In the response, each entry below should appear again exactly as given.

[Saved entries]
____________________
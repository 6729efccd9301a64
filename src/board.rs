/// Hardware abstraction for supported boards.
///
/// Each board module defines the record link pinout and identity,
/// selected at compile time via feature flags. The log console always
/// stays on the default UART0 / USB serial.

#[cfg(feature = "board-devkitc")]
mod hw {
    /// UART1 TX, the record link (one direction, sensor → consumer)
    pub const RECORD_TX_PIN: u8 = 17;
    pub const BOARD_NAME: &str = "esp32_devkitc";
}

#[cfg(feature = "board-xiao")]
mod hw {
    pub const RECORD_TX_PIN: u8 = 43; // D6
    pub const BOARD_NAME: &str = "xiao_esp32s3";
}

#[cfg(not(any(feature = "board-devkitc", feature = "board-xiao")))]
mod hw {
    pub const RECORD_TX_PIN: u8 = 17;
    pub const BOARD_NAME: &str = "unknown";
}

pub use hw::*;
____________________
TASK ANSWER:
repository 6729efccd9301a64
filename src/board.rs
/// Hardware abstraction for supported boards.
///
/// Each board module defines the record link pinout and identity,
/// selected at compile time via feature flags. The log console always
/// stays on the default UART0 / USB serial.

#[cfg(feature = "board-devkitc")]
mod hw {
    /// UART1 TX, the record link (one direction, sensor → consumer)
    pub const RECORD_TX_PIN: u8 = 17;
    pub const BOARD_NAME: &str = "esp32_devkitc";
}

#[cfg(feature = "board-xiao")]
mod hw {
    pub const RECORD_TX_PIN: u8 = 43; // D6
    pub const BOARD_NAME: &str = "xiao_esp32s3";
}

#[cfg(not(any(feature = "board-devkitc", feature = "board-xiao")))]
mod hw {
    pub const RECORD_TX_PIN: u8 = 17;
    pub const BOARD_NAME: &str = "unknown";
}

pub use hw::*;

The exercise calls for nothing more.